TASK OBJECTIVE:
Return every line in the entries below where the word "SeqCst" shows up.

Excerpts from a dataset
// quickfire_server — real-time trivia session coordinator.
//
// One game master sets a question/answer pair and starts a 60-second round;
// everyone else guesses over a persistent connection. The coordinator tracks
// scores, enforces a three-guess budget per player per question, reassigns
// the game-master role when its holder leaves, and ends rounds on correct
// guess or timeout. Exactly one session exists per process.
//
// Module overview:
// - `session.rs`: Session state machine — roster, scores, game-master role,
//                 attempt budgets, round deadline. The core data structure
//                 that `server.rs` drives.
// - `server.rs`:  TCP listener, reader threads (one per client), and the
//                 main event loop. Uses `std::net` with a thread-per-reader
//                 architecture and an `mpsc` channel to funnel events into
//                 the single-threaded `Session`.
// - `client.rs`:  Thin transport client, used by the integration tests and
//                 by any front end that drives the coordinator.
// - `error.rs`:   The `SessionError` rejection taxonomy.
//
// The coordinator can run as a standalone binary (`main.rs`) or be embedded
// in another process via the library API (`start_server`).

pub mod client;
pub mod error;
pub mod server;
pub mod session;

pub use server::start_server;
--
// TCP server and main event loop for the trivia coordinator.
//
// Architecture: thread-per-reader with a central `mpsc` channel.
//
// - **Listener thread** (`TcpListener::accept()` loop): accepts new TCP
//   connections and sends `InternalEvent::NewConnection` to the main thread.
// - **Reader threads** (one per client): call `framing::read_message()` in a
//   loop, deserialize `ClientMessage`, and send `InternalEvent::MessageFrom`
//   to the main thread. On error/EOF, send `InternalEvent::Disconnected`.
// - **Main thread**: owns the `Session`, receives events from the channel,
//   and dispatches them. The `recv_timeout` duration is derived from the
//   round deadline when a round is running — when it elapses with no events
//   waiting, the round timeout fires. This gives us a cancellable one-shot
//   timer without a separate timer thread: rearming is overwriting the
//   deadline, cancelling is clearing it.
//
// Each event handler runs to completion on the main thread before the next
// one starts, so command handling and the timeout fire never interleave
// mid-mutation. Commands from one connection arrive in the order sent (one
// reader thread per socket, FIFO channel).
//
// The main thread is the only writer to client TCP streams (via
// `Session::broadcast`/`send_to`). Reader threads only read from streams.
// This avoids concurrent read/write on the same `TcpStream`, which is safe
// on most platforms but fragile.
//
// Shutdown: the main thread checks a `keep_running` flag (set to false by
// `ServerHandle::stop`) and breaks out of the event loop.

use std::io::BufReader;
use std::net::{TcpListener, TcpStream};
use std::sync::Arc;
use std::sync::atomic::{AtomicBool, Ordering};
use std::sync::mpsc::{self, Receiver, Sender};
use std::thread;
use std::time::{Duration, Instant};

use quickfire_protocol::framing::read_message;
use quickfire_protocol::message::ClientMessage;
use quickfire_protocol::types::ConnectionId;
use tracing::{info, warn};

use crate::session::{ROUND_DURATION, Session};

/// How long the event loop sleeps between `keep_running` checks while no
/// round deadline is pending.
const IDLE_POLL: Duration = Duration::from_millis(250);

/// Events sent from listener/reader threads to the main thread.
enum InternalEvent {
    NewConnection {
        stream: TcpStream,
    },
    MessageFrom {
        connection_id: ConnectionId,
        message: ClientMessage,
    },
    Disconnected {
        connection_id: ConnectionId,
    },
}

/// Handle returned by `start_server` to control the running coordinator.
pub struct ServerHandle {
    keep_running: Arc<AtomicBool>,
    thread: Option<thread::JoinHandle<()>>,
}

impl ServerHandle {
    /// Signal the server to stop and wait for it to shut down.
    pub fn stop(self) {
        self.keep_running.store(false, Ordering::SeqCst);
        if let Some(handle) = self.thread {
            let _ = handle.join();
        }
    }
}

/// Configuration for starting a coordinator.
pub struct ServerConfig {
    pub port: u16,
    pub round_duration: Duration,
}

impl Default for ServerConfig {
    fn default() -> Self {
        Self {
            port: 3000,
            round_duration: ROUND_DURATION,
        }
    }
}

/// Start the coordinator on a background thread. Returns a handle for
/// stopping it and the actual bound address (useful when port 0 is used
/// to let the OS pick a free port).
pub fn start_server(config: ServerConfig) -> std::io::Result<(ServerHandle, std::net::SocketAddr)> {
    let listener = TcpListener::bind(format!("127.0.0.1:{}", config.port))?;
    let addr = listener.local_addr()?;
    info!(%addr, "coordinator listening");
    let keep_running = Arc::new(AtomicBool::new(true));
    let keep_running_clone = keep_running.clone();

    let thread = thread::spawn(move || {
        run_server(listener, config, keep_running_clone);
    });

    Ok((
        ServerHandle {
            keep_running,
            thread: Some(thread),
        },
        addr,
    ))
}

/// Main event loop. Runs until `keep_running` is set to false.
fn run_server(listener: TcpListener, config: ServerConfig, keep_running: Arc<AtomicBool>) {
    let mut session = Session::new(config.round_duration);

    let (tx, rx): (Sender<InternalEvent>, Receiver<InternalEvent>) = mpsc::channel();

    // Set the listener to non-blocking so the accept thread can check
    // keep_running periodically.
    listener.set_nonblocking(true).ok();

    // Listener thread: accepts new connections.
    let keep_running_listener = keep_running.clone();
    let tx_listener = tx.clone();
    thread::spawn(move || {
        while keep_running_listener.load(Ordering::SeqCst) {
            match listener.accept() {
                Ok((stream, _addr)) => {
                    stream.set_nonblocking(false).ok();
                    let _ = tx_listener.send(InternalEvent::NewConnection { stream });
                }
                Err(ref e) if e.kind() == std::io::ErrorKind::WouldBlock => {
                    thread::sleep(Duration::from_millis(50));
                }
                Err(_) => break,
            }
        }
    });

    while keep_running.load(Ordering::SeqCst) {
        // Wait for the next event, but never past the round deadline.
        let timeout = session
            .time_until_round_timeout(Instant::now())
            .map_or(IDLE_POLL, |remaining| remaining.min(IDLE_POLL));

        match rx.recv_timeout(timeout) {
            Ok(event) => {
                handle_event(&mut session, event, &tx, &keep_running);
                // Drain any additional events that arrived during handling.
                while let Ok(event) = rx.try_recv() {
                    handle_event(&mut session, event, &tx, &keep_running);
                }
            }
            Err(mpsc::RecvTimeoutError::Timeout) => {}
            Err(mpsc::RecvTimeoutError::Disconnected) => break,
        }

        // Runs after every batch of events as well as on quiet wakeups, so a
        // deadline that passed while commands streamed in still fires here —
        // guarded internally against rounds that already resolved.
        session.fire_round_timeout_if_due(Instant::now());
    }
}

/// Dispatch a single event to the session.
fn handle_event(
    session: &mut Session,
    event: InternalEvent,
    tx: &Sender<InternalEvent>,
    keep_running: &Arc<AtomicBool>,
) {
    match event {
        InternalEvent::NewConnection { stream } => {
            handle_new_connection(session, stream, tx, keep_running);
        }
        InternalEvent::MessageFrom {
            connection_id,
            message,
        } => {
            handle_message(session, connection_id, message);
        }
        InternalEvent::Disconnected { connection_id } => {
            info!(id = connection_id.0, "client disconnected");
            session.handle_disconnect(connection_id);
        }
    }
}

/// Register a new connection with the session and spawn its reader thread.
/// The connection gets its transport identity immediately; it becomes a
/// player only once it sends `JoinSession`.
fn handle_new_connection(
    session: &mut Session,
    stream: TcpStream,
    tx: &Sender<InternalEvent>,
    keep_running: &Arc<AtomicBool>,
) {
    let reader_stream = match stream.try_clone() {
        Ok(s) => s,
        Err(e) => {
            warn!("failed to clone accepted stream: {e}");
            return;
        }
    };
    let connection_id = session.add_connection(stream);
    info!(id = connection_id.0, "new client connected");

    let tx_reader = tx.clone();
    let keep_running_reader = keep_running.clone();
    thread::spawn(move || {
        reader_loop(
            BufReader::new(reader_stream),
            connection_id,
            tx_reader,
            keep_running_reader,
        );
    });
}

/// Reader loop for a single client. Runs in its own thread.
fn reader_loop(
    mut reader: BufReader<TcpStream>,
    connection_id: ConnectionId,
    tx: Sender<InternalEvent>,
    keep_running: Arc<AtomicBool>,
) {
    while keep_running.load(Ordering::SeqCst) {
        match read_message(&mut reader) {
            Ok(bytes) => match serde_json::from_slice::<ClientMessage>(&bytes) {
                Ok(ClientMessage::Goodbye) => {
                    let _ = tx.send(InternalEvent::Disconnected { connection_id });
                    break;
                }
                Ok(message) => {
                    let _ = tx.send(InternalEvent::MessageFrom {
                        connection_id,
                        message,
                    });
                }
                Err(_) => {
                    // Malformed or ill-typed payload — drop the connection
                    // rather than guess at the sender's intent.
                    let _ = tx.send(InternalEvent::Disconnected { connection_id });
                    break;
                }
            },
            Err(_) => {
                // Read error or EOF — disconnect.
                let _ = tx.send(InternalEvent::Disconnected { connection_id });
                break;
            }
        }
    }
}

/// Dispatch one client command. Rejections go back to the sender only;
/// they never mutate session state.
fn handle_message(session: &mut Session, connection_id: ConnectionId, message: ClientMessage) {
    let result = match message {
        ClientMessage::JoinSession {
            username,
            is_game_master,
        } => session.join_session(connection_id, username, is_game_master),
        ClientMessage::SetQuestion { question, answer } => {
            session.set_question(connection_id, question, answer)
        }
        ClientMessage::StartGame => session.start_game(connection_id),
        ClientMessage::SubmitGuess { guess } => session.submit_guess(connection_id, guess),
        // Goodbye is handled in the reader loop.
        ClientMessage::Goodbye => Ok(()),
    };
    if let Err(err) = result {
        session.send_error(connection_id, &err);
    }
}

RESULT OF THE EXERCISE:
        self.keep_running.store(false, Ordering::SeqCst);
        while keep_running_listener.load(Ordering::SeqCst) {
    while keep_running.load(Ordering::SeqCst) {
    while keep_running.load(Ordering::SeqCst) {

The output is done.